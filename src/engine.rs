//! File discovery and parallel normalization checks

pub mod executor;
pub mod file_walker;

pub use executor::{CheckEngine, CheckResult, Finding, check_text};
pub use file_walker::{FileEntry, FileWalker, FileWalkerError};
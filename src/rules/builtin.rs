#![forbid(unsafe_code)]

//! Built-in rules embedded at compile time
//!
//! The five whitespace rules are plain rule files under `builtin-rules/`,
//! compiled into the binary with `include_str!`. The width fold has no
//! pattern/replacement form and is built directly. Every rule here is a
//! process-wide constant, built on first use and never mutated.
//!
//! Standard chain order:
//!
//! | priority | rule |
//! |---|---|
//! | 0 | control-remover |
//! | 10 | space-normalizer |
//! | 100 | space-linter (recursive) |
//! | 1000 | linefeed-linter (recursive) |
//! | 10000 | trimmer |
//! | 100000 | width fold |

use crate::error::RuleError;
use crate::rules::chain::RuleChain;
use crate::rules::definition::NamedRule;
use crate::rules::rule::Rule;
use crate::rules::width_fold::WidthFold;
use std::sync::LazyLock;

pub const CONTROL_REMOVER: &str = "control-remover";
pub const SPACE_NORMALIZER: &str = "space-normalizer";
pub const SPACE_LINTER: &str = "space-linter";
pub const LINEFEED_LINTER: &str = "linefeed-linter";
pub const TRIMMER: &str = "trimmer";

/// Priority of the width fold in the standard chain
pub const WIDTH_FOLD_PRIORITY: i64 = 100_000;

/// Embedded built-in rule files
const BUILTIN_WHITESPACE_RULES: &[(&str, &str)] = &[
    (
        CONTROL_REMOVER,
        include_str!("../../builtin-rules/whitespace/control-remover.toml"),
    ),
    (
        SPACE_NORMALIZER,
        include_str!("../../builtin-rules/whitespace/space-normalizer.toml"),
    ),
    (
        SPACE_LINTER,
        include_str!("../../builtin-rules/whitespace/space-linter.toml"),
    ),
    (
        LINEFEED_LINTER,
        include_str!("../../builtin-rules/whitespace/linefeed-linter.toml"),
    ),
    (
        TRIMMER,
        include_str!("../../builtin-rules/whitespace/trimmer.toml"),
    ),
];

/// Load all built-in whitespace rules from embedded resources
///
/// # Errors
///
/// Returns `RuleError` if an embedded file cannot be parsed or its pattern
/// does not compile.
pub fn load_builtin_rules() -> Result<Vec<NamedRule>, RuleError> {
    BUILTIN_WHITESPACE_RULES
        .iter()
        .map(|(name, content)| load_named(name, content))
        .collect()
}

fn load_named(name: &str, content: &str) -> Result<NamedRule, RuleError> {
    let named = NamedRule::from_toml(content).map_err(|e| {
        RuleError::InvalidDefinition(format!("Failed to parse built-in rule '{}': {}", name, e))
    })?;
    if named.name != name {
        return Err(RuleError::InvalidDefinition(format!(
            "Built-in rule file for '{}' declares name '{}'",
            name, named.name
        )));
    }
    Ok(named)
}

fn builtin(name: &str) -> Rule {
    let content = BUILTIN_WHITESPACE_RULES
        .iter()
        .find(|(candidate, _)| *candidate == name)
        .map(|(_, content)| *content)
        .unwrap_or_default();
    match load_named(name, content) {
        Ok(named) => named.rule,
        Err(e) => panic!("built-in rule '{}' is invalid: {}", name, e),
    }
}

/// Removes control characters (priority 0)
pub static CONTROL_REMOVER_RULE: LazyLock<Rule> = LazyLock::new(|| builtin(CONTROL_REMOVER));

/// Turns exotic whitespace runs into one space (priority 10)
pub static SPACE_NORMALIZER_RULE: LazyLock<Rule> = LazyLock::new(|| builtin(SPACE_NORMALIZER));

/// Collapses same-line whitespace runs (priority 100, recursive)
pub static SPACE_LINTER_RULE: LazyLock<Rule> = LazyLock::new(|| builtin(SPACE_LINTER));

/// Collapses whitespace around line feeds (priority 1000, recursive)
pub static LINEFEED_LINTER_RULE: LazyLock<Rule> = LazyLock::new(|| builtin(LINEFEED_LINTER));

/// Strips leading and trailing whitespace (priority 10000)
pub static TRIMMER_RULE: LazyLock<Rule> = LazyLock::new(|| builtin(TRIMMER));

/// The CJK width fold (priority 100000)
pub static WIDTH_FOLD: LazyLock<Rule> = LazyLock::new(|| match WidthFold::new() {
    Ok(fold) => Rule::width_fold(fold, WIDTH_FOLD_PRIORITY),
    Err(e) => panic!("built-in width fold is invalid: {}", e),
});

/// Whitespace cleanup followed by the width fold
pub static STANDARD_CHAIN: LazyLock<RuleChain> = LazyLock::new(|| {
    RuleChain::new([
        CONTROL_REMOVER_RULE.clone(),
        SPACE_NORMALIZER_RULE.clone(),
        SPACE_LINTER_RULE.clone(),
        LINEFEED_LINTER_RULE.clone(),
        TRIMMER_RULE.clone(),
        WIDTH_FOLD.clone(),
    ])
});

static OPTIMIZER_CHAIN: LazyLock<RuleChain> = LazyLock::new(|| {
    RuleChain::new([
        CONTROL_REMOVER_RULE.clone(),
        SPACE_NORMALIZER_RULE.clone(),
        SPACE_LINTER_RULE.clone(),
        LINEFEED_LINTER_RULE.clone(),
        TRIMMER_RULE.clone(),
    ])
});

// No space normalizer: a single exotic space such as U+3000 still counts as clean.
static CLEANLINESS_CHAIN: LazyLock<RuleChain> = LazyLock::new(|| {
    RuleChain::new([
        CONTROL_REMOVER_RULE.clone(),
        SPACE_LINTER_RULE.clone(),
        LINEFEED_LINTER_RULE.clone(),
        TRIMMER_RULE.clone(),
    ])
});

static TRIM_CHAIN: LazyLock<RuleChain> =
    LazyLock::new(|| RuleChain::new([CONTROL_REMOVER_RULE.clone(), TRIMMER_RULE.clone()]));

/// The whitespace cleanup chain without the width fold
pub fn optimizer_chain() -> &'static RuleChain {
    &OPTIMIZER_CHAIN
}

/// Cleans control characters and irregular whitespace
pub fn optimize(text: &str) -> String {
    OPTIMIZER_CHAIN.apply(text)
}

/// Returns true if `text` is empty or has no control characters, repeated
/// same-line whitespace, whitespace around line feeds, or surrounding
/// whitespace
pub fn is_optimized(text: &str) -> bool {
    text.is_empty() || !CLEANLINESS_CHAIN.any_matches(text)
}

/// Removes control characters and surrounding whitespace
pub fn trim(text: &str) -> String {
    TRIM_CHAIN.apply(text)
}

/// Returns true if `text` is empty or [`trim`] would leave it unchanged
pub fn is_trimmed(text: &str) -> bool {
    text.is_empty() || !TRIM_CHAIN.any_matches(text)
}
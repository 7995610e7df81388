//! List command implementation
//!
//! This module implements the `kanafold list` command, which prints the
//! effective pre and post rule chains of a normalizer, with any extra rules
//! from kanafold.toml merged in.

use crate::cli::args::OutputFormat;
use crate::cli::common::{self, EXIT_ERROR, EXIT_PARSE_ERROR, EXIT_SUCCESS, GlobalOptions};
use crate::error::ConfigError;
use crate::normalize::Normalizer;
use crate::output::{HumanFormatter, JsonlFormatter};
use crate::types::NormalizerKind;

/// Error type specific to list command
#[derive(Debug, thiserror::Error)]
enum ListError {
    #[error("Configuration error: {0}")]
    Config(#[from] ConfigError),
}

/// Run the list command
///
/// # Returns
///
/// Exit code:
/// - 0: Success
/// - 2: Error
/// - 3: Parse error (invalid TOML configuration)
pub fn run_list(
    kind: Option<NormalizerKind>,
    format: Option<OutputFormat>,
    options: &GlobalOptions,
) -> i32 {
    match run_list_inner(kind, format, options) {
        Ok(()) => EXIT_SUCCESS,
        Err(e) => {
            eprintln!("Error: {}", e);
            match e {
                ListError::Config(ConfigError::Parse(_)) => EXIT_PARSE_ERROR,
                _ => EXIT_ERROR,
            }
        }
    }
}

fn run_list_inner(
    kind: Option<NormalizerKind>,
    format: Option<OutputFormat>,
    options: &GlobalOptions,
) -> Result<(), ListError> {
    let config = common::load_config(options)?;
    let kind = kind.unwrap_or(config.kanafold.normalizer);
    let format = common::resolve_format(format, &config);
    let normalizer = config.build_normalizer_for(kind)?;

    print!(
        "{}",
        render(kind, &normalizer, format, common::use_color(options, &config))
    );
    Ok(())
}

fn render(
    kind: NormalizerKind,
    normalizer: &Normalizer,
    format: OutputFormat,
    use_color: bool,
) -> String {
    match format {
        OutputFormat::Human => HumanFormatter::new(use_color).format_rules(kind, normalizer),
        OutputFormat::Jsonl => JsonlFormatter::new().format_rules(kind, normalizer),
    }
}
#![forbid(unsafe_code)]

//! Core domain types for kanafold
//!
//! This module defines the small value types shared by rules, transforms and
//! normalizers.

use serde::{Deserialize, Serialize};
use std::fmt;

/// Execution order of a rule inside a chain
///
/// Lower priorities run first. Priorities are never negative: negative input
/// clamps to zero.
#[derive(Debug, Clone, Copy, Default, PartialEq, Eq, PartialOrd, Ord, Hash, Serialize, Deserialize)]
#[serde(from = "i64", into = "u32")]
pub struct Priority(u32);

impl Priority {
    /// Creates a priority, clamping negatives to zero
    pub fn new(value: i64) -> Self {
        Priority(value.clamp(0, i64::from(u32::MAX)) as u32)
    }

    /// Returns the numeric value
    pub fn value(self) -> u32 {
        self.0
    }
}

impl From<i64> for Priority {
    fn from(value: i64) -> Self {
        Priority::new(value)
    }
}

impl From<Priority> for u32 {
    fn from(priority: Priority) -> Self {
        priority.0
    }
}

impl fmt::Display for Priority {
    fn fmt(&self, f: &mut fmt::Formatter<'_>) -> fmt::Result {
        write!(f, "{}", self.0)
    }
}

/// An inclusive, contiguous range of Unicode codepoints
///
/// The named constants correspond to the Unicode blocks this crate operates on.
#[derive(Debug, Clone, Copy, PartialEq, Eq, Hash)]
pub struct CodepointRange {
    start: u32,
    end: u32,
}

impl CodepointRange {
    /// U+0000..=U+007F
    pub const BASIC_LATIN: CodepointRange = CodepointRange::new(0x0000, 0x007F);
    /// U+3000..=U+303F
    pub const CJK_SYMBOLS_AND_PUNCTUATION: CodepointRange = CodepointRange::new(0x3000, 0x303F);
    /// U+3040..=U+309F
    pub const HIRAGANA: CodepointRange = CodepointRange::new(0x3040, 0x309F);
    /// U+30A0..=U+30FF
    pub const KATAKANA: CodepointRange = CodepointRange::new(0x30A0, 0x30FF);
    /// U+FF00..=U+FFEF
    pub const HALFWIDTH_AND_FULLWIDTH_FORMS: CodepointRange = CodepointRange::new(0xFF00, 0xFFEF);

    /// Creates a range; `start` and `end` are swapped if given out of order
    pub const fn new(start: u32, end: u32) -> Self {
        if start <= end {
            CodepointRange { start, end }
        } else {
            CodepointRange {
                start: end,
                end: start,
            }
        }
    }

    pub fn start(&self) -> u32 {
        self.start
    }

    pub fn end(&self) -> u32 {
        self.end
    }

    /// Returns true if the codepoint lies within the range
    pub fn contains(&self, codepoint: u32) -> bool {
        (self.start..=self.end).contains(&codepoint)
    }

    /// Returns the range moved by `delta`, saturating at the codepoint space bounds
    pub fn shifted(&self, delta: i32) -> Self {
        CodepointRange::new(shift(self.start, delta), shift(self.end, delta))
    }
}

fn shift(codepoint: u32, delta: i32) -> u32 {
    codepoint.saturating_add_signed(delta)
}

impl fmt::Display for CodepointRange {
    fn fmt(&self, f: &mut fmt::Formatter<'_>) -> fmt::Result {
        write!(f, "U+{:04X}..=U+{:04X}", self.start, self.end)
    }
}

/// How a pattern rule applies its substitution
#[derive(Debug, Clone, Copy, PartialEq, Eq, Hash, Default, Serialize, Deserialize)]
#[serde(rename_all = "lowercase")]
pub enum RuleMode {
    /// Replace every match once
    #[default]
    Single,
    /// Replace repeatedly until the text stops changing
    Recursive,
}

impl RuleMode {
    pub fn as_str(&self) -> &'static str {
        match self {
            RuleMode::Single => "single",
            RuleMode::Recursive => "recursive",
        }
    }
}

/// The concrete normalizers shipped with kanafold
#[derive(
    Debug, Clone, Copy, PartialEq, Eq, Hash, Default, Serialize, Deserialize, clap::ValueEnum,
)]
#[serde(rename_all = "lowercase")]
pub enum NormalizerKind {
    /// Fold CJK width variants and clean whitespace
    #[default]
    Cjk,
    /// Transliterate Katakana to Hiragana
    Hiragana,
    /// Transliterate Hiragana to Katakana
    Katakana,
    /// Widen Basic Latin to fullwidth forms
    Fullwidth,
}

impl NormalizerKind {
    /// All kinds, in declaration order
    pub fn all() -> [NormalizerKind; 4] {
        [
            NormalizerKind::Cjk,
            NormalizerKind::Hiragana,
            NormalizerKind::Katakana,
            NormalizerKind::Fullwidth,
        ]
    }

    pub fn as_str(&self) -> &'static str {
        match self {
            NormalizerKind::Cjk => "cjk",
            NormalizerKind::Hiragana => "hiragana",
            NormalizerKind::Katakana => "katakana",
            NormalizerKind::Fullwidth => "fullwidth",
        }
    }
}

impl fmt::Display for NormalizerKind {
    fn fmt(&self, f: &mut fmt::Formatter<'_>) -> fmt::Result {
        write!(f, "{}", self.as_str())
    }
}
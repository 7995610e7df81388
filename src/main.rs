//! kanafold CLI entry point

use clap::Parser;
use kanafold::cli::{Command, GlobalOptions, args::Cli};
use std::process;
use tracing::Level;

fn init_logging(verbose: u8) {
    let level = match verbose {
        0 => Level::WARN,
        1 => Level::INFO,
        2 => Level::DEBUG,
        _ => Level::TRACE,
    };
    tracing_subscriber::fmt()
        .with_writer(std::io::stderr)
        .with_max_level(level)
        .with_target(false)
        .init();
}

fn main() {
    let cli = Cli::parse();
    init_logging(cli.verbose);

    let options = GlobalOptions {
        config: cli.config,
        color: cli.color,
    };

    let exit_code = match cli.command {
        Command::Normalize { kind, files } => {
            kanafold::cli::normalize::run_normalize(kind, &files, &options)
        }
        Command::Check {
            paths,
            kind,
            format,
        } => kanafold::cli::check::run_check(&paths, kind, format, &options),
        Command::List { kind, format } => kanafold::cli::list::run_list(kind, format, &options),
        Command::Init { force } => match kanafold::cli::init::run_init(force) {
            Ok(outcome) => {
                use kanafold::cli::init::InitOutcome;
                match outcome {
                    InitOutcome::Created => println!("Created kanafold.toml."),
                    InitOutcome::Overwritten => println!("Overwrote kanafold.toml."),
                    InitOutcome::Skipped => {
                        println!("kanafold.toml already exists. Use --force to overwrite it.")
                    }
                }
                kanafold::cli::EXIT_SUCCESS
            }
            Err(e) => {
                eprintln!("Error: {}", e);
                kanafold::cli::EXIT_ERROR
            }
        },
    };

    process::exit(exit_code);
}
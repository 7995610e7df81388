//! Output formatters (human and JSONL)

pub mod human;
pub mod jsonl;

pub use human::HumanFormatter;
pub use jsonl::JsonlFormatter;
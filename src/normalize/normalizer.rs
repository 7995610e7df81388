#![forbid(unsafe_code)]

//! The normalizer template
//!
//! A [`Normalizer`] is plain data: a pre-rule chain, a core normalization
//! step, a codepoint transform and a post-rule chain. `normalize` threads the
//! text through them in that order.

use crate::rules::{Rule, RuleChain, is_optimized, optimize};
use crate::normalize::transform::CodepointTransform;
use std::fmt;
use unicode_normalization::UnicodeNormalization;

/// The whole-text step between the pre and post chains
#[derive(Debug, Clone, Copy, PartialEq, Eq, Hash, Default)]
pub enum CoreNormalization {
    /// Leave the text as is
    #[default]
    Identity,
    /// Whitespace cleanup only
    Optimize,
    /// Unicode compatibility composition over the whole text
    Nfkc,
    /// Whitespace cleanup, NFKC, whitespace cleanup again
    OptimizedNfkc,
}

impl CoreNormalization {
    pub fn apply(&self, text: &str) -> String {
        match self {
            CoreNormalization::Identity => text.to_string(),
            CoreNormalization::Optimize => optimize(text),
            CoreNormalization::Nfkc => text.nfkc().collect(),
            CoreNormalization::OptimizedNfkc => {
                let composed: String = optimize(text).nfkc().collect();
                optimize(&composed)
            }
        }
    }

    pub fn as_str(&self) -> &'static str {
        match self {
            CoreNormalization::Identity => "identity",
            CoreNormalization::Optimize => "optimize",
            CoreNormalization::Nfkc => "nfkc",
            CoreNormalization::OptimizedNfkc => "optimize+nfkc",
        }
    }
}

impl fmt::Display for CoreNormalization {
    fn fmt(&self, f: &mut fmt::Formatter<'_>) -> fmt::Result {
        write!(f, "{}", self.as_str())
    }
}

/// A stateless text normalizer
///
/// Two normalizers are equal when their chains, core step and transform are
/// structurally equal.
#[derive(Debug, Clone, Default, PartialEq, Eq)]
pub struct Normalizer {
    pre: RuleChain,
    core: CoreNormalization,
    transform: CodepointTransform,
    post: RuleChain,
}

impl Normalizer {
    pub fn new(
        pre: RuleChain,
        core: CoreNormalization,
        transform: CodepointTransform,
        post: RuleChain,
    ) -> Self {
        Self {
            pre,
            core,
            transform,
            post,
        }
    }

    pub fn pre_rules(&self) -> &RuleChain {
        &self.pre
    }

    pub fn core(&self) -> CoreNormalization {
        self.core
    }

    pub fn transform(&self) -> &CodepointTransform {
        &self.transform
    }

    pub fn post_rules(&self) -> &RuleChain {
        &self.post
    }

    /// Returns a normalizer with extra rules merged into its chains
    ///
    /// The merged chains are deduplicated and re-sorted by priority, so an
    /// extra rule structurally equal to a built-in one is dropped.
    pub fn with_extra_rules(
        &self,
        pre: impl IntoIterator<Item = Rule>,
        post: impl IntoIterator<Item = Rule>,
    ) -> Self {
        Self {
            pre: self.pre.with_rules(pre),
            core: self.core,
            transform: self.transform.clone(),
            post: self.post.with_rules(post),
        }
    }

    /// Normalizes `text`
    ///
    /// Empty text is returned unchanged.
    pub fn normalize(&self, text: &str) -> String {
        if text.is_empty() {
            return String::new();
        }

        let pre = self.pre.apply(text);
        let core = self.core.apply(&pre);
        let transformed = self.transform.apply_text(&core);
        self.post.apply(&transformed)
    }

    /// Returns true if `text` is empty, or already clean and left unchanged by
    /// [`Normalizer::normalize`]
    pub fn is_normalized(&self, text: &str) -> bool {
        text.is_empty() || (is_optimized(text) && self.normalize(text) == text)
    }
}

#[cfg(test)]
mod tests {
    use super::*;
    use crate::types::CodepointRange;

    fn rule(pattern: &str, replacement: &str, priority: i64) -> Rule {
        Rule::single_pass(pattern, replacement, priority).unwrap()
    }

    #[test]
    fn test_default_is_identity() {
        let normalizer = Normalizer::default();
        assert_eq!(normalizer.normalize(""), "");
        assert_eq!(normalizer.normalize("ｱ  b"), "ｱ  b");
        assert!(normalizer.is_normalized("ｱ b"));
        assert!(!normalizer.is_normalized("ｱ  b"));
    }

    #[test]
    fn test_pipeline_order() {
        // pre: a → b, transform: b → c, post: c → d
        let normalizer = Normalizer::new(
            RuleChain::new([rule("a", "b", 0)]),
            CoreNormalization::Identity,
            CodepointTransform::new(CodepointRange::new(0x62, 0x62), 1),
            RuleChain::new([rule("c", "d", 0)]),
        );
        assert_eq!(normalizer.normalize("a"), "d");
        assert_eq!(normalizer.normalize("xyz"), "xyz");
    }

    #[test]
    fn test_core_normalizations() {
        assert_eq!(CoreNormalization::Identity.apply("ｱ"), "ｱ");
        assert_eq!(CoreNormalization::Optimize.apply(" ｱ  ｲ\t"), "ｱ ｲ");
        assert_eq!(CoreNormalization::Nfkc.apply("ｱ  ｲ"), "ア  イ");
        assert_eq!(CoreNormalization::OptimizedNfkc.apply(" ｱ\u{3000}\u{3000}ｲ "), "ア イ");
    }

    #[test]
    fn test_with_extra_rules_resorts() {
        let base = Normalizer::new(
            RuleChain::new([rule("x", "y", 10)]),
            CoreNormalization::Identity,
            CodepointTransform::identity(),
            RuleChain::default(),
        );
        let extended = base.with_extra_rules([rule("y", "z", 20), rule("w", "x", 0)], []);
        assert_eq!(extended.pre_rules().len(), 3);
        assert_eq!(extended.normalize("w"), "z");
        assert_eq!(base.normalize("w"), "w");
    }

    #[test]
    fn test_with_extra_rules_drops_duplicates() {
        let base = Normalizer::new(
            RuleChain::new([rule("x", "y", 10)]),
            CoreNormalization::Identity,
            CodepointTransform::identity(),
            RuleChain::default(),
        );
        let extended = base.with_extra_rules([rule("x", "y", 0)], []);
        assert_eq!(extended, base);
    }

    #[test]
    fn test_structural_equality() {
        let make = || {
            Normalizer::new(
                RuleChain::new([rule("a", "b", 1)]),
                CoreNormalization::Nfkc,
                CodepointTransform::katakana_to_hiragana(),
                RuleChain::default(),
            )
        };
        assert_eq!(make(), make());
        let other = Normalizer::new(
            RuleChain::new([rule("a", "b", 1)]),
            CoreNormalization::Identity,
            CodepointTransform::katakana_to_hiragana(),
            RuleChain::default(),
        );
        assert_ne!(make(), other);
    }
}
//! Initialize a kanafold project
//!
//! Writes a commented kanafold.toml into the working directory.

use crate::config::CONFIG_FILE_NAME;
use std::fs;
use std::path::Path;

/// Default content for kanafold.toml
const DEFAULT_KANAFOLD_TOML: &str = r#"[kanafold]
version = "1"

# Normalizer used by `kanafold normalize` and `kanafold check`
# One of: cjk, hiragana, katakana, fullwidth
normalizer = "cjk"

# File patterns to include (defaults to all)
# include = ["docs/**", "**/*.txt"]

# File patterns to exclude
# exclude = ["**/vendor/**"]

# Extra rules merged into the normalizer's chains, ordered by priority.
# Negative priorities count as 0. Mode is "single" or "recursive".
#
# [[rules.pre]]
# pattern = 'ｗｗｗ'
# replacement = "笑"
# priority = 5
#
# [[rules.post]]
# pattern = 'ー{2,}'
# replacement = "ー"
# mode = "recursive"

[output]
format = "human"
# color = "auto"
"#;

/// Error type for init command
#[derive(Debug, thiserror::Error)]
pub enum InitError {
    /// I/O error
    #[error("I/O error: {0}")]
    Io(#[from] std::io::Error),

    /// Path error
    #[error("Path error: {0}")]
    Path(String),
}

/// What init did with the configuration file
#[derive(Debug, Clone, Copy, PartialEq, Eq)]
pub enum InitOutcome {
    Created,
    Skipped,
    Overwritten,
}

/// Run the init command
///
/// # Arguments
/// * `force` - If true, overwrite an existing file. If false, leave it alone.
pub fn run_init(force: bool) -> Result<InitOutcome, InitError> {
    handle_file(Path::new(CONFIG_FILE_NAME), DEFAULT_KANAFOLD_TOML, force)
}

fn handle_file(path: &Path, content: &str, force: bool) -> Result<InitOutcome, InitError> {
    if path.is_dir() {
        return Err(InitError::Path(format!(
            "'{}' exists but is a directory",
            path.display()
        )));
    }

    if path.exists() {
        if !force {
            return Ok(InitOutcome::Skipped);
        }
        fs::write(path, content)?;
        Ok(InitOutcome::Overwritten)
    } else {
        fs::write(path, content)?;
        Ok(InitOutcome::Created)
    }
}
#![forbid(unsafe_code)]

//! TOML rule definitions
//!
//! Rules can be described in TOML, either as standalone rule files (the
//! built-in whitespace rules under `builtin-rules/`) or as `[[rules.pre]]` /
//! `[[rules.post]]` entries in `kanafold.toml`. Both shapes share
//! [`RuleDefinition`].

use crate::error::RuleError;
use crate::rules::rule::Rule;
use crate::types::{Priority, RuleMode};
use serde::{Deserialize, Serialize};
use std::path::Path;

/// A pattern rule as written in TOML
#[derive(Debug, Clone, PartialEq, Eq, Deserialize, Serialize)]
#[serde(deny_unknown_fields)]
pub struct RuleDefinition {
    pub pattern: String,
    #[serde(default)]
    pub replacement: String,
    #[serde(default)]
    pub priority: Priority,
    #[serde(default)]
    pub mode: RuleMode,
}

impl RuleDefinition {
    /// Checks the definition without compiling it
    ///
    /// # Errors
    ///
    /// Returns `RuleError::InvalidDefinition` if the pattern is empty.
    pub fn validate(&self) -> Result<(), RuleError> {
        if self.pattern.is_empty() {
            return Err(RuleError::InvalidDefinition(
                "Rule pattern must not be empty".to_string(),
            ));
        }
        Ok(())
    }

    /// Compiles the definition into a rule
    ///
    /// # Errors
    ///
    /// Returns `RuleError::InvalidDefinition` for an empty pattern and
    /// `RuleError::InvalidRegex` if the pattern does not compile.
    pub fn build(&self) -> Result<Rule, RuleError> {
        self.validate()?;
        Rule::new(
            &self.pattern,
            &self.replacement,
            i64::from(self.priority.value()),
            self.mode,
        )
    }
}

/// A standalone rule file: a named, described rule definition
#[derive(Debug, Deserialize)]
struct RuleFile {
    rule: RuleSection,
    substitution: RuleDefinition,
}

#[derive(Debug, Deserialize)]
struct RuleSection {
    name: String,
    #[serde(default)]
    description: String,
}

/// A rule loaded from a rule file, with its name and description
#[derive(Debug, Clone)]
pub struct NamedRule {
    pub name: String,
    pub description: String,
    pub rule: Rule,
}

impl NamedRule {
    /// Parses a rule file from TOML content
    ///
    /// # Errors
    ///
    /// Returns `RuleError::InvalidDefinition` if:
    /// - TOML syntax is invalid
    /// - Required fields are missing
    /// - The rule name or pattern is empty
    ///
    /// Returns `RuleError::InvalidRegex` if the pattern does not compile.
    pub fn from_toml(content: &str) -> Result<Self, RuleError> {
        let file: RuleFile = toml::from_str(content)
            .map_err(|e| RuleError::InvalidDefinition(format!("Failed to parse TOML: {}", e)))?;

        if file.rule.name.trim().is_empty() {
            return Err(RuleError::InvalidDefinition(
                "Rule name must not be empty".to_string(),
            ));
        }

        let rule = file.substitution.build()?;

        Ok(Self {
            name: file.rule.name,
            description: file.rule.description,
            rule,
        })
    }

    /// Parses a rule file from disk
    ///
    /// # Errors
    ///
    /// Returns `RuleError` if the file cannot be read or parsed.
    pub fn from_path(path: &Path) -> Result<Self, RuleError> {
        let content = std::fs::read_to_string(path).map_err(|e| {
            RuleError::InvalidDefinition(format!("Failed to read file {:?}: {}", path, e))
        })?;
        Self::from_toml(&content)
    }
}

= = =

Exercise details:
Whenever a line of the listing above holds the word "true", copy that line.

Answer below:
/// Returns true if `text` is empty or has no control characters, repeated
/// Returns true if `text` is empty or [`trim`] would leave it unchanged
    /// Returns true if the codepoint lies within the range
    /// Returns true if `text` is empty, or already clean and left unchanged by
/// * `force` - If true, overwrite an existing file. If false, leave it alone.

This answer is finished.